Sometimes you just have to shave a yak, mostly because it’s fun.
I am working on a project where I need access to a distributed key/value store, in my case S3. I could have just gone to S3 directly but since Yehuda Katz recently announced Moneta, which is a generic key/value store interface I figured I’d give a shot at building an S3 implementation. The result is in my fork on github.
Some points of interest. I refactored the specs so that specs which had dependencies (such as the memcache implementation) are in their own spec files. This makes it much easier to run only a single spec for one implementation at a time, highly useful since some of the dependencies are not things I really want or need on my dev machine, nor do I really want to run all of the specs every time.

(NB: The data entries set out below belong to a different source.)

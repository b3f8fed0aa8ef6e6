use crate::{excerpt, GatewayReply, Result};
use std::collections::BTreeSet;

/// Why a remote call counted as failed.
#[derive(Debug, Clone, Copy, PartialEq, Eq)]
pub enum FailureKind {
    /// The HTTP exchange itself did not complete (network error, timeout,
    /// non-2xx status, body that was not JSON).
    Transport,
    /// Transport succeeded but the gateway encoded an application-level error.
    UpstreamCode,
    /// Transport and code both looked fine, but the payload is structurally
    /// empty — the only observable signal of silent anti-bot blocking.
    EmptyData,
}

#[derive(Debug, Clone)]
pub enum Outcome {
    Success { payload: serde_json::Value },
    Failure { kind: FailureKind, reason: String },
}

impl Outcome {
    pub fn is_success(&self) -> bool {
        matches!(self, Self::Success { .. })
    }
}

/// Key sets driving the recursive emptiness heuristic.
///
/// Configuration data, not control flow: new upstream tool families get
/// accommodated by extending these sets.
#[derive(Debug, Clone)]
pub struct EmptinessRules {
    /// Keys that carry metadata rather than payload. An object whose keys all
    /// come from this set is just a wrapper around nothing; `data`, when
    /// present, must itself be empty.
    pub metadata_keys: BTreeSet<String>,
    /// Conventional listing keys; an empty array under any of them marks the
    /// whole object as an empty listing.
    pub listing_keys: BTreeSet<String>,
}

impl Default for EmptinessRules {
    fn default() -> Self {
        let metadata_keys = ["code", "data", "message", "recordTime", "msg"]
            .into_iter()
            .map(str::to_string)
            .collect();
        let listing_keys = [
            "items",
            "item_list",
            "notes",
            "note_list",
            "list",
            "results",
            "video_list",
        ]
        .into_iter()
        .map(str::to_string)
        .collect();
        Self {
            metadata_keys,
            listing_keys,
        }
    }
}

/// Decides whether a raw gateway reply was a transport failure, an upstream
/// logic failure, a semantically-empty success, or a genuine success.
///
/// The upstream gateway returns HTTP 200 and `code: 200` even when the target
/// platform silently blocked the request, so the checks run in a strict order
/// and the emptiness heuristic is the last line of defense.
#[derive(Debug, Clone, Default)]
pub struct OutcomeClassifier {
    rules: EmptinessRules,
}

impl OutcomeClassifier {
    pub fn new(rules: EmptinessRules) -> Self {
        Self { rules }
    }

    pub fn classify(&self, tool_name: &str, reply: Result<GatewayReply>) -> Outcome {
        // 1. Transport: the exchange never completed.
        let reply = match reply {
            Ok(r) => r,
            Err(e) => {
                return Outcome::Failure {
                    kind: FailureKind::Transport,
                    reason: e.to_string(),
                }
            }
        };
        if !(200..300).contains(&reply.status) {
            return Outcome::Failure {
                kind: FailureKind::Transport,
                reason: format!(
                    "HTTP {}: {}",
                    reply.status,
                    excerpt(&reply.body_excerpt, 200)
                ),
            };
        }
        let Some(body) = reply.body else {
            return Outcome::Failure {
                kind: FailureKind::Transport,
                reason: format!(
                    "response body was not JSON: {}",
                    excerpt(&reply.body_excerpt, 200)
                ),
            };
        };

        // 2. Explicit top-level error string.
        if let Some(err) = body.get("error").and_then(|v| v.as_str()) {
            if !err.trim().is_empty() {
                return Outcome::Failure {
                    kind: FailureKind::UpstreamCode,
                    reason: err.to_string(),
                };
            }
        }

        let result = body.get("result");

        // 3. Upstream logic failure: truthy numeric code other than 200.
        if let Some(code) = result.and_then(|r| r.get("code")).and_then(|c| c.as_i64()) {
            if code != 0 && code != 200 {
                let message = result
                    .and_then(|r| r.get("message"))
                    .and_then(|m| m.as_str())
                    .filter(|m| !m.trim().is_empty())
                    .unwrap_or("error");
                return Outcome::Failure {
                    kind: FailureKind::UpstreamCode,
                    reason: format!("{tool_name} returned code {code}: {message}"),
                };
            }
        }

        // 4/5. Empty-data heuristic, then success. The value inspected here is
        // also the success payload: result.data if present, else the result
        // wrapper, else the whole response.
        let probe = match result {
            Some(r) => r.get("data").unwrap_or(r),
            None => &body,
        };
        if self.is_empty(probe) {
            return Outcome::Failure {
                kind: FailureKind::EmptyData,
                reason: format!("{tool_name} returned empty data (platform anti-bot)"),
            };
        }
        Outcome::Success {
            payload: probe.clone(),
        }
    }

    /// Recursive structural-emptiness test.
    ///
    /// Known false negative: a non-empty object carrying only irrelevant keys
    /// (e.g. `{"timestamp": 123}`) is treated as non-empty and classifies as
    /// success. Inferring anti-bot blocking from shape is approximate; we do
    /// not second-guess objects that carry any non-metadata information.
    pub fn is_empty(&self, v: &serde_json::Value) -> bool {
        match v {
            serde_json::Value::Null => true,
            serde_json::Value::Array(a) => a.is_empty(),
            serde_json::Value::Object(m) => {
                if m.is_empty() {
                    return true;
                }
                if m.keys().all(|k| self.rules.metadata_keys.contains(k)) {
                    // Metadata-only wrapper: empty unless a `data` key carries
                    // an actual payload. Covers `{"code": 200}` with no data.
                    return m.get("data").map_or(true, |d| self.is_empty(d));
                }
                m.iter().any(|(k, v)| {
                    self.rules.listing_keys.contains(k)
                        && matches!(v, serde_json::Value::Array(a) if a.is_empty())
                })
            }
            _ => false,
        }
    }
}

The Moneta interface includes the ability to specify :expires_in with a number of seconds as a common means for setting expiration of the key in the store. This is not something S3 supports out of the box. Initially I tried to make it work with HTTP Expires header to no avail. I settled on using a meta header (non-standard HTTP headers used by S3 for client info) to store the expiration date and then I check for the expiration when retrieving the S3 key object. This actually worked quite well even though it did require jumping through some implementation hoops and resulted in more code than I was originally hoping for.

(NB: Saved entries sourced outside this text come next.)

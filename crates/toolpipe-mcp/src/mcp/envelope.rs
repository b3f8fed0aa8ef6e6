use serde::Serialize;

pub(crate) fn warning_hint(code: &'static str) -> Option<&'static str> {
    match code {
        "fallback_search_used" => Some(
            "The primary platform tool failed, so these results came from a generic web search. They are not live platform data; treat titles/snippets as leads, not as platform records.",
        ),
        "empty_data_suspected" => Some(
            "The platform returned a structurally valid but empty result, which usually means anti-bot filtering or a query with no matches. Retrying the same call rarely helps; rephrase the keyword or try a different platform tool.",
        ),
        "string_arguments_parsed" => Some(
            "The arguments were passed as a JSON-encoded string and were parsed into an object. Prefer passing a plain JSON object to avoid double-encoding bugs.",
        ),
        _ => None,
    }
}

pub(crate) fn warning_hints_from(codes: &[&'static str]) -> serde_json::Value {
    let mut m = serde_json::Map::new();
    for c in codes {
        if let Some(h) = warning_hint(c) {
            m.insert((*c).to_string(), serde_json::json!(h));
        }
    }
    serde_json::Value::Object(m)
}

#[derive(Clone, Copy, Debug)]
pub(crate) enum ErrorCode {
    InvalidParams,
    MalformedArguments,
    NotConfigured,
    GatewayFailed,
    SearchFailed,
    DispatchExhausted,
    UnexpectedError,
}

impl ErrorCode {
    pub(crate) fn as_str(self) -> &'static str {
        match self {
            Self::InvalidParams => "invalid_params",
            Self::MalformedArguments => "malformed_arguments",
            Self::NotConfigured => "not_configured",
            Self::GatewayFailed => "gateway_failed",
            Self::SearchFailed => "search_failed",
            Self::DispatchExhausted => "dispatch_exhausted",
            Self::UnexpectedError => "unexpected_error",
        }
    }

    pub(crate) fn retryable(self) -> bool {
        match self {
            Self::GatewayFailed | Self::SearchFailed | Self::DispatchExhausted => true,
            // Configuration + invalid input are not retryable without changing something.
            Self::InvalidParams
            | Self::MalformedArguments
            | Self::NotConfigured
            | Self::UnexpectedError => false,
        }
    }
}

pub(crate) fn add_envelope_fields(payload: &mut serde_json::Value, kind: &str, elapsed_ms: u128) {
    payload["schema_version"] = serde_json::json!(super::SCHEMA_VERSION);
    payload["kind"] = serde_json::json!(kind);
    payload["elapsed_ms"] = serde_json::json!(elapsed_ms);
    // Keep a small set of ubiquitous envelope keys stable so clients don't need
    // "missing vs present" branching.
    if payload.get("request").is_none() {
        payload["request"] = serde_json::Value::Null;
    }
}

pub(crate) fn error_obj(
    code: ErrorCode,
    message: impl ToString,
    hint: impl ToString,
) -> serde_json::Value {
    #[derive(Serialize)]
    struct ErrorObject {
        code: &'static str,
        message: String,
        hint: String,
        retryable: bool,
    }

    let e = ErrorObject {
        code: code.as_str(),
        message: message.to_string(),
        hint: hint.to_string(),
        retryable: code.retryable(),
    };
    match serde_json::to_value(e) {
        Ok(v) => v,
        Err(_) => serde_json::json!({
            "code": code.as_str(),
            "message": message.to_string(),
            "hint": hint.to_string(),
            "retryable": code.retryable()
        }),
    }
}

I also had to raise the expiration times just a smidge in the specs since it was quite possible that the test operation would not complete before 1 second would pass and it was causing random behavior. Once I got the expiration working it was golden and all of the specs were passing.
Side note: I don’t usually use RSpec, but the ability to useĀ it_should_behave_like “some spec” is quite elegant.

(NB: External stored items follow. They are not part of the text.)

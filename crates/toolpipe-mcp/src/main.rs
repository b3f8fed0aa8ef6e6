use anyhow::Result;
use clap::{Parser, Subcommand};

#[derive(Parser, Debug)]
#[command(name = "toolpipe")]
#[command(about = "Resilient social-platform tool dispatch (MCP stdio server)", long_about = None)]
struct Cli {
    #[command(subcommand)]
    command: Commands,
}

#[derive(Subcommand, Debug)]
enum Commands {
    /// Run as an MCP stdio server (for Cursor / MCP clients).
    #[cfg(feature = "stdio")]
    McpStdio,
    /// Diagnose configuration/launch issues (json; no secrets).
    Doctor(DoctorCmd),
    /// Print version info.
    Version(VersionCmd),
}

#[derive(clap::Args, Debug)]
struct DoctorCmd {
    /// Output format: json|text
    #[arg(long = "output", alias = "format", default_value = "json")]
    output: String,
    /// Attempt a local stdio MCP handshake (list_tools) to prove a client can start the server.
    ///
    /// This is a self-check: it spawns a child `toolpipe mcp-stdio` process and calls
    /// `list_tools`. It performs no gateway or search network calls and prints no secret values.
    #[arg(long, action = clap::ArgAction::Set, default_value_t = true)]
    check_stdio: bool,
    /// Timeout for the stdio handshake (ms).
    #[arg(long, default_value_t = 3000)]
    timeout_ms: u64,
}

#[derive(clap::Args, Debug)]
struct VersionCmd {
    /// Output format: json|text
    #[arg(long = "output", alias = "format", default_value = "json")]
    output: String,
}

fn has_env(k: &str) -> bool {
    std::env::var(k).ok().is_some_and(|v| !v.trim().is_empty())
}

That’s all for now. Enjoy!





#1 by Peter Kieltyka on March 4, 2009 - 3:18 pm
Nice work! How come you decided to use the RightAWS library instead of AWS-S3? RightAWS comes with a lot of other features (EC2, SQS, etc.) that are not necessary for your S3 key-value store. Plus, the AWS-S3 code base looks a lot cleaner.
#2 by anthonyeden on March 4, 2009 - 6:56 pm
I used RightAWS because that’s what chi.mp uses and this is one step towards a much larger goal, one which involves several pieces of AWS. So I guess you could say it’s purely selfish.
#3 by EMK on March 6, 2009 - 5:45 pm
We use RightAWS because Paperclip uses it for S3 backend to file attachments. Once you start using one Amazon web service, you will probably be tempted to use more in the future anyway. For instance RightAWS supports CloudFront, which is a natural next step for many S3 uses. Another plus is that RightAWS sits on top of a robust HTTP layer supporting retries and some other stuff. I don’t know if AWS-S3 has this or not.